Formation renforcée pour les acteurs clés
Parmi les mesures phares, l’accent est mis sur la formation initiale et continue des chefs d’établissement, des inspecteurs et des futurs enseignants. L’objectif est de mieux outiller ces professionnels pour détecter, prévenir et traiter les actes ou propos à caractère raciste ou antisémite au sein de l’institution scolaire. Les forces de l’ordre seront également concernées par des modules de formation spécifiques, afin d’améliorer leur capacité à interagir avec des publics divers et à lutter contre les discriminations dans l’exercice de leurs missions.
Généralisation des visites de lieux mémoriels
Un volet important du plan concerne la multiplication des visites de lieux mémoriels pour les élèves. Aurore Bergé a précisé que le nombre d’élèves participant à ces déplacements éducatifs passerait de 500 000 à 800 000. Cette mesure vise à transmettre la mémoire des génocides et des crimes racistes, et à favoriser une culture du respect et de la tolérance dès le plus jeune âge.
Stages de citoyenneté et actions judiciaires
Le plan prévoit également le développement de stages de citoyenneté, destinés à des auteurs d’infractions à caractère discriminatoire ou à des personnes condamnées pour des propos haineux. Ces stages auront pour but de rappeler les valeurs républicaines et les principes de non-discrimination. Par ailleurs, le gouvernement entend renforcer les moyens judiciaires pour poursuivre les actes racistes et antisémites, sans que les sources fournies ne précisent les modalités concrètes de cet aspect.

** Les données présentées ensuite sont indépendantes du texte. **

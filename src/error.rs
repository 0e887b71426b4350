use std::error::Error as StdError;
use std::path::PathBuf;

use thiserror::Error;

use crate::sequencer::NavError;
use crate::tags::TagField;

/// Tagwright's crate-wide result type.
pub type Result<T> = std::result::Result<T, Error>;

/// Tagwright's crate-wide error type.
///
/// This is intentionally decoupled from `anyhow` so the library API stays typed. The audio
/// pipeline uses `anyhow` internally and is flattened into `Error::Message` at the boundary.
#[derive(Debug, Error)]
pub enum Error {
    #[error(transparent)]
    Navigation(#[from] NavError),

    #[error("no file at index {0}")]
    NoSuchFile(usize),

    /// A filename template references a field the file does not carry.
    #[error("field `{field}` is not set on {}", path.display())]
    FieldMissing { field: TagField, path: PathBuf },

    #[error("field `{field}` on {} is not a number: {value:?}", path.display())]
    NotANumber {
        field: TagField,
        value: String,
        path: PathBuf,
    },

    #[error("invalid filename template {template:?}: {reason}")]
    InvalidTemplate { template: String, reason: String },

    /// Writing tags back to disk failed. Files persisted before this one stay written.
    #[error("failed to write tags to {}", path.display())]
    Persistence {
        path: PathBuf,
        #[source]
        source: Box<dyn StdError + Send + Sync>,
    },

    #[error("{0}")]
    Message(String),

    #[error(transparent)]
    Other(#[from] Box<dyn StdError + Send + Sync>),
}

impl Error {
    pub(crate) fn msg(message: impl Into<String>) -> Self {
        Self::Message(message.into())
    }

    /// True when the error chain holds an `io::ErrorKind::Interrupted`, which is how terminal
    /// prompts report Ctrl-C.
    pub fn is_interrupted(&self) -> bool {
        // `Other` is transparent, so its own `source()` would skip the boxed error itself.
        let mut current: Option<&(dyn StdError + 'static)> = match self {
            Error::Other(inner) => Some(inner.as_ref()),
            other => Some(other),
        };

        while let Some(err) = current {
            if err
                .downcast_ref::<std::io::Error>()
                .is_some_and(|io| io.kind() == std::io::ErrorKind::Interrupted)
            {
                return true;
            }
            current = err.source();
        }
        false
    }
}

impl From<anyhow::Error> for Error {
    fn from(err: anyhow::Error) -> Self {
        Self::Message(format!("{err:#}"))
    }
}

impl From<std::io::Error> for Error {
    fn from(err: std::io::Error) -> Self {
        Self::Other(Box::new(err))
    }
}

impl From<serde_json::Error> for Error {
    fn from(err: serde_json::Error) -> Self {
        Self::Other(Box::new(err))
    }
}

impl From<dialoguer::Error> for Error {
    fn from(err: dialoguer::Error) -> Self {
        Self::Other(Box::new(err))
    }
}

impl From<lofty::error::LoftyError> for Error {
    fn from(err: lofty::error::LoftyError) -> Self {
        Self::Other(Box::new(err))
    }
}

Un signal politique à un an de l’élection présidentielle
Aurore Bergé a souligné la portée symbolique de cette annonce : « Ce plan doit envoyer un signal républicain de concorde absolument essentiel à un an de l’élection présidentielle ». La ministre a insisté sur la nécessité de fédérer l’ensemble de la société autour de la lutte contre les discriminations, alors que les tensions sociales et politiques s’accroissent en période préélectorale.
Ce plan de 55 mesures s’inscrit dans la continuité des précédents rapports et engagements du gouvernement en matière de lutte contre le racisme et l’antisémitisme. Il intervient dans un contexte où les signalements d’actes antisémites et racistes restent élevés en France, selon les données officielles. L’exécutif espère ainsi répondre aux critiques sur l’efficacité des dispositifs existants et apporter une réponse concrète aux attentes des associations et des citoyens.
La mise en œuvre des mesures sera confiée à plusieurs ministères, en lien avec les rectorats, les préfectures et les partenaires associatifs. Le gouvernement n’a pas encore précisé le calendrier exact de déploiement, ni le budget alloué à ce plan.